Housebuilder Barratt Redrow has unveiled plans to boost shareholder returns by £400 million over the year ahead, responding to pressure from activist investor Phoenix Asset Management Partners. The group will buy back approximately £386 million of shares over the year to July 2 next year, with an additional £14 million paid through dividends.
Activist Investor Pressure
Phoenix Asset Management Partners, Barratt's third largest investor with a stake of around 5%, had called for share buybacks of up to £1 billion a year and warned it would escalate its campaign if no action was taken. Phoenix argued that Barratt's shares are undervalued, with a widening gap between the share price and asset value.
Outgoing chief executive David Thomas stated that deploying capital through an expanded share buyback programme is currently the most effective way to create long-term shareholder value. He hinted at further measures: "We are focused on further enhancing our cost base efficiency and we have additional opportunities to optimise our capital employed to enhance returns for shareholders."
Market Reaction and Performance
Barratt's shares rose 4% in morning trading on Wednesday, though they remain down nearly a third over the past year. Phoenix welcomed the buyback announcement, seeing potential for further improvement. Gary Channon, founder and chief investment officer of Phoenix, said: "The board’s decision to return capital through buybacks, while the shares trade so far below their worth, is a step forward for shareholders. Every share bought back creates lasting value for those who remain."
Financial Outlook and Challenges
Barratt, which became the sector's largest player after its £2.5 billion acquisition of Redrow in 2024, remains on track to meet market expectations for underlying pre-tax profits of £559.5 million for the year to June 28, up from £488.3 million in 2024-25. Home completions are expected at the higher end of guidance, at 17,662, with completions in 2026-27 forecast between 17,700 and 18,200.

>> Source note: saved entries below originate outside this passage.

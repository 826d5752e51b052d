//! Full integration tests

use revtape::machine::{bundled, MachineError, RandomMachineConfig};
use revtape::search::{SearchEvent, Step, TracingObserver};
use revtape::*;
use test_helpers::*;

#[test]
fn test_end_to_end_from_text() {
    let machine: MachineSpec = SCENARIO_TEXT.parse().expect("scenario text decodes");
    assert_eq!(machine, create_scenario_machine());

    let report = Solver::new(&machine, SolverConfig::default())
        .unwrap()
        .run_with(&mut TracingObserver)
        .unwrap();
    let solution = report.outcome.solution().expect("solvable");
    assert_eq!(solution.steps(), 3);
    assert!(replay(&machine, solution).unwrap().is_consistent());
    assert_eq!(
        solution.tape.view(solution.head, Some(0)).to_string(),
        "...[{0}0]1(0)..."
    );
}

#[test]
fn test_bundled_machines_search_stays_consistent() {
    // bounded number of decisions per machine; checks the frame invariant
    // and that any solution found replays cleanly
    for index in 1..=bundled::COUNT {
        let machine = bundled::load(index).unwrap();
        let solver = Solver::new(&machine, SolverConfig::for_depth(64)).unwrap();
        let mut search = solver.start().unwrap();

        for _ in 0..20_000 {
            let state = search.state();
            assert_eq!(state.frames().len(), state.history().len() + 1);
            match search.step(&mut ()).unwrap() {
                Step::Finished(Outcome::Success(solution)) => {
                    let report = replay(&machine, &solution).unwrap();
                    assert!(report.is_consistent(), "machine {}: {:?}", index, report.anomalies);
                    break;
                }
                Step::Finished(_) => break,
                _ => {}
            }
        }
    }
}

#[test]
fn test_random_machines_end_to_end() {
    let config = small_random_config();
    for seed in 0..50 {
        let machine = config.generate_seeded(seed).unwrap();
        if let Outcome::Success(solution) = solve(&machine, 10, 10).unwrap() {
            // the generator never lets the start state accept directly
            assert!(solution.steps() >= 2);
            assert!(replay(&machine, &solution).unwrap().is_consistent());
        }
    }
}

#[test]
fn test_capacity_is_checked_up_front() {
    let machine = create_scenario_machine();
    let config = SolverConfig::for_depth(10).with_initial_head(5);
    assert!(matches!(
        Solver::new(&machine, config),
        Err(SolveError::Capacity { .. })
    ));
    assert!(matches!(
        solve(&machine, 10, 9),
        Err(SolveError::Capacity { .. })
    ));
}

#[test]
fn test_observer_sees_conflicts_and_rollbacks() {
    let machine = MachineSpec::builder()
        .accept_state(9)
        .rule(1, 'p', 9, 'q', Move::Right) // 0
        .rule(2, 'y', 1, 'z', Move::Left) // 1
        .rule(0, 'w', 2, 'r', Move::Right) // 2: lands on the 'p' rule 0 reads
        .build()
        .unwrap();
    let solver = Solver::new(&machine, SolverConfig::for_depth(4)).unwrap();
    let mut events = Vec::new();
    let report = solver.run_with(&mut events).unwrap();

    assert_eq!(report.outcome, Outcome::Failure);
    assert!(events
        .iter()
        .any(|event| matches!(event, SearchEvent::Conflict { rule: 2, .. })));
    assert!(events.contains(&SearchEvent::Rollback {
        depth: 1,
        rule: 1,
        restored: 0
    }));
    assert!(events.contains(&SearchEvent::Rollback {
        depth: 0,
        rule: 0,
        restored: 0
    }));
    assert_eq!(events.last(), Some(&SearchEvent::Exhausted));
}

#[test]
fn test_invalid_random_config_is_rejected() {
    let config = RandomMachineConfig {
        state_count: 4,
        ..RandomMachineConfig::default()
    };
    assert!(matches!(
        config.generate_seeded(0),
        Err(MachineError::InvalidMachine(_))
    ));
}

However, the group cautioned that house price inflation will be minimal over 2026-27 and build costs could rise by 3% to 4%, accelerating from 1% in the first half to 3% in the final six months. Recent volatility in global energy prices and supply chain disruption may further increase build cost inflation, though the extent remains uncertain. Barratt aims to offset rising costs through cost cutting and supply chain management.
Leadership Transition
David Thomas will retire in September, handing over to incoming chief executive Dean Banks. Thomas will remain available as an adviser until March 3 next year.